> **WHAT THE TASK ASKS**
In the records below, find the line with "let version = reader.u16()?;" and the line with "if (id as u32) < string_count". Print both exactly, along with every line between them, and no other line.

-- -- --

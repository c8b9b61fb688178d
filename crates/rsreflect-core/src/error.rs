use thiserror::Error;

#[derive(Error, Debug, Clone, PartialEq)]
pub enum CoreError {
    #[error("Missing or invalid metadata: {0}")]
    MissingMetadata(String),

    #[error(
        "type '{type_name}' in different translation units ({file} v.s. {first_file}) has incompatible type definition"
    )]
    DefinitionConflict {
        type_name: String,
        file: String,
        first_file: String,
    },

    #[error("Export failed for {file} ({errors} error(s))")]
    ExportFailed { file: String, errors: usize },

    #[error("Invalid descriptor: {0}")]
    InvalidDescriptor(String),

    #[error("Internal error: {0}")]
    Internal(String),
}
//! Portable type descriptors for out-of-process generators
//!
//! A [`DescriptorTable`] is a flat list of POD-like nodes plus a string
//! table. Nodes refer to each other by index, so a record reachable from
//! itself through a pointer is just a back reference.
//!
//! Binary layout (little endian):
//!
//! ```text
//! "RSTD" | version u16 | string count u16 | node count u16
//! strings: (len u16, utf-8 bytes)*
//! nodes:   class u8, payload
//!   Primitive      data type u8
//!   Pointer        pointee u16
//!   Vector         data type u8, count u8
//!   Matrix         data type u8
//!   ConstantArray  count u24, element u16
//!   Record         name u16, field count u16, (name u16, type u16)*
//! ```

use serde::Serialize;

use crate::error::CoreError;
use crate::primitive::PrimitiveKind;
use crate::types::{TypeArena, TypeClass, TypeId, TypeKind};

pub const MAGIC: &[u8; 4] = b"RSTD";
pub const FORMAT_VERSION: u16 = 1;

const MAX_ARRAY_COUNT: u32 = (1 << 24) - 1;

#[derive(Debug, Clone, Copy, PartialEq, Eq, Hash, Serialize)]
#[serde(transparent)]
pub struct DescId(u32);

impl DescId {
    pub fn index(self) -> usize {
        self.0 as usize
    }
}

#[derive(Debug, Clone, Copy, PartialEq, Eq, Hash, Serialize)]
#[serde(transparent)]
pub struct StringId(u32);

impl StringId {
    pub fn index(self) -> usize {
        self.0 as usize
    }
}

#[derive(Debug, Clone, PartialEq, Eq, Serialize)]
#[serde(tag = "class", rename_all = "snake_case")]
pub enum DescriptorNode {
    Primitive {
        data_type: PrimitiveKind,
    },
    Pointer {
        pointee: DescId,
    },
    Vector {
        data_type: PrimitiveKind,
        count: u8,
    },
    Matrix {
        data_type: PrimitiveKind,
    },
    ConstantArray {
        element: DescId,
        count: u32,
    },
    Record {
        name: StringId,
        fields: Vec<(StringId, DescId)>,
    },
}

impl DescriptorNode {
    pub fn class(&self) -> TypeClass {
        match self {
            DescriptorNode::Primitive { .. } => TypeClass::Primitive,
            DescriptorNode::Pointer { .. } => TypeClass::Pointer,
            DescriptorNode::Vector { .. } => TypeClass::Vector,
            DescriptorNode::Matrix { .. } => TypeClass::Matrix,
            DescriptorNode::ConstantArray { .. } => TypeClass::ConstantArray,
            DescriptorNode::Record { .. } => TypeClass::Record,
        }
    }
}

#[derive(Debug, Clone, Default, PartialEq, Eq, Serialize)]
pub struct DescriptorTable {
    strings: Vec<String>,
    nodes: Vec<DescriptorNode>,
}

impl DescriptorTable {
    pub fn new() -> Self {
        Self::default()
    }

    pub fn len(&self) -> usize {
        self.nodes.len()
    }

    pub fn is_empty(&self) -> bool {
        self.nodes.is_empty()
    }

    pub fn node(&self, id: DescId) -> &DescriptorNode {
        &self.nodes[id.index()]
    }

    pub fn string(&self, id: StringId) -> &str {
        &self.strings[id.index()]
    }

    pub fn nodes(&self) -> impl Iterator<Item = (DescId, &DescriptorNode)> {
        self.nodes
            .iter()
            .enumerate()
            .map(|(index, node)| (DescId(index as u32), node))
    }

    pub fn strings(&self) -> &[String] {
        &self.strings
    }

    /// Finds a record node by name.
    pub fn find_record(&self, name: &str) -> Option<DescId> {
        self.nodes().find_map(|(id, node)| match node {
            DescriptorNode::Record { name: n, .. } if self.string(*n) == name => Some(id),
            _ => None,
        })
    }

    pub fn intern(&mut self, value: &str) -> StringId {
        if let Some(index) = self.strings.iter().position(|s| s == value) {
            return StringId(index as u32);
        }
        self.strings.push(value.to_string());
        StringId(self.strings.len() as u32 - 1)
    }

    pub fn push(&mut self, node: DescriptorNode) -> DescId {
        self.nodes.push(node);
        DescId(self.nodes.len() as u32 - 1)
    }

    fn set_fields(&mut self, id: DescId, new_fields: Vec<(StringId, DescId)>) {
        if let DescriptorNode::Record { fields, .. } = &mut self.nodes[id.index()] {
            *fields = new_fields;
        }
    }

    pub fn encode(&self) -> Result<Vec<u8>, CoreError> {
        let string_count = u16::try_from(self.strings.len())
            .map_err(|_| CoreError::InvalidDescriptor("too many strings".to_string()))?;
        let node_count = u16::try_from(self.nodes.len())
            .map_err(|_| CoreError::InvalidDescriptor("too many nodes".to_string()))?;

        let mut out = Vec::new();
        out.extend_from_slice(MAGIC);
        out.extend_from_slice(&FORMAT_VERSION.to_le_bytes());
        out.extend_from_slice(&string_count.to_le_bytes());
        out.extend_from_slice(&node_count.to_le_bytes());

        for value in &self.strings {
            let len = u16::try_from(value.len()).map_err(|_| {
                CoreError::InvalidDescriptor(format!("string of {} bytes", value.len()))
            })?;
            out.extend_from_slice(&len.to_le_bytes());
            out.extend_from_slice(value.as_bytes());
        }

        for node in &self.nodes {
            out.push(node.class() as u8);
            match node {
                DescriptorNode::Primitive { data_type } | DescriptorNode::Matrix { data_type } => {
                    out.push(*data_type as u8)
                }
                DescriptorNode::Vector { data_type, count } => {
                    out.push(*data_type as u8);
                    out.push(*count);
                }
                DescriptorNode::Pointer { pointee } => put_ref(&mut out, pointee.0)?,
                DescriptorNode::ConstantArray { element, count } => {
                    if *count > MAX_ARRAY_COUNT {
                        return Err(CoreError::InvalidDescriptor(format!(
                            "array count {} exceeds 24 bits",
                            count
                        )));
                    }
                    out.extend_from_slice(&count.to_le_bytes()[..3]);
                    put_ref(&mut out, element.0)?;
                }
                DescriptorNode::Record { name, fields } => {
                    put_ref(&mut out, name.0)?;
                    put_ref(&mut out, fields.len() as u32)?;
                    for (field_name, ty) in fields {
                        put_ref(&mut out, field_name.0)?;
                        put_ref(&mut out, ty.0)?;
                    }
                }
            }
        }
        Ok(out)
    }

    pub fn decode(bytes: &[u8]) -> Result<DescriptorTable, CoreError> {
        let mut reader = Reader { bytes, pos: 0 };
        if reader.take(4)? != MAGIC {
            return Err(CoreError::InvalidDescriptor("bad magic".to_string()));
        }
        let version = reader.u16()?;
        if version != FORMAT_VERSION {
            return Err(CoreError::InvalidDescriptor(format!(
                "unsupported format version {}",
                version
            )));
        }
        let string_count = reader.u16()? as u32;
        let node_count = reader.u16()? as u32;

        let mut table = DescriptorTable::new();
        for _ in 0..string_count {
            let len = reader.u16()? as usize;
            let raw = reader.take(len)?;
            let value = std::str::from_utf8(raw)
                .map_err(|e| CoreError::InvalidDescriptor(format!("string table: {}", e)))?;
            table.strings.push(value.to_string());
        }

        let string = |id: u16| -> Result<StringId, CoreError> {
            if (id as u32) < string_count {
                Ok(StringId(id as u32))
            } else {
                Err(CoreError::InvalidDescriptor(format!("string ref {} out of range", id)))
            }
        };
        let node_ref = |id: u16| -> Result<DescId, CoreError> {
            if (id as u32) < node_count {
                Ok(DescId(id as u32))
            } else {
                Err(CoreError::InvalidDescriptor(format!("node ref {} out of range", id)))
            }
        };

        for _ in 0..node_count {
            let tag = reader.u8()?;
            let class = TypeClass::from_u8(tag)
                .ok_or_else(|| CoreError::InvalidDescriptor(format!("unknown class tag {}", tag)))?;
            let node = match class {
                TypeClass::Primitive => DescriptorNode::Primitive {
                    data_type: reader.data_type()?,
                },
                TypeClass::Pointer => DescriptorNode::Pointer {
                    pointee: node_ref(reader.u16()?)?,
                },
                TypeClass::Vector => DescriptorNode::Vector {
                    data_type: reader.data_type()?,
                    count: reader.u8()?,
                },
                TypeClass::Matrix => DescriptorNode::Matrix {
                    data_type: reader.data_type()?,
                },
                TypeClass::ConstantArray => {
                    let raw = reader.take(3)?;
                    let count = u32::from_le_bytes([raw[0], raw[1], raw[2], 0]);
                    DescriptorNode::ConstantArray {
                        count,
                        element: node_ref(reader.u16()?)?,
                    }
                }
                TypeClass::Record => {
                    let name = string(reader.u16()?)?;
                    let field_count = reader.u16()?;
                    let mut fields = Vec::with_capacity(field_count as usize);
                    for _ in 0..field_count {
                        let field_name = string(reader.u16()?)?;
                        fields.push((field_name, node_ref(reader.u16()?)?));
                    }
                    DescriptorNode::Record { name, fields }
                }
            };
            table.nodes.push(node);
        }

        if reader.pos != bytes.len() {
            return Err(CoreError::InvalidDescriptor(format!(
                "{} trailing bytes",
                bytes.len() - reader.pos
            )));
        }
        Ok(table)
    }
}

-- -- --

> **RESULT**
        let version = reader.u16()?;
        if version != FORMAT_VERSION {
            return Err(CoreError::InvalidDescriptor(format!(
                "unsupported format version {}",
                version
            )));
        }
        let string_count = reader.u16()? as u32;
        let node_count = reader.u16()? as u32;

        let mut table = DescriptorTable::new();
        for _ in 0..string_count {
            let len = reader.u16()? as usize;
            let raw = reader.take(len)?;
            let value = std::str::from_utf8(raw)
                .map_err(|e| CoreError::InvalidDescriptor(format!("string table: {}", e)))?;
            table.strings.push(value.to_string());
        }

        let string = |id: u16| -> Result<StringId, CoreError> {
            if (id as u32) < string_count {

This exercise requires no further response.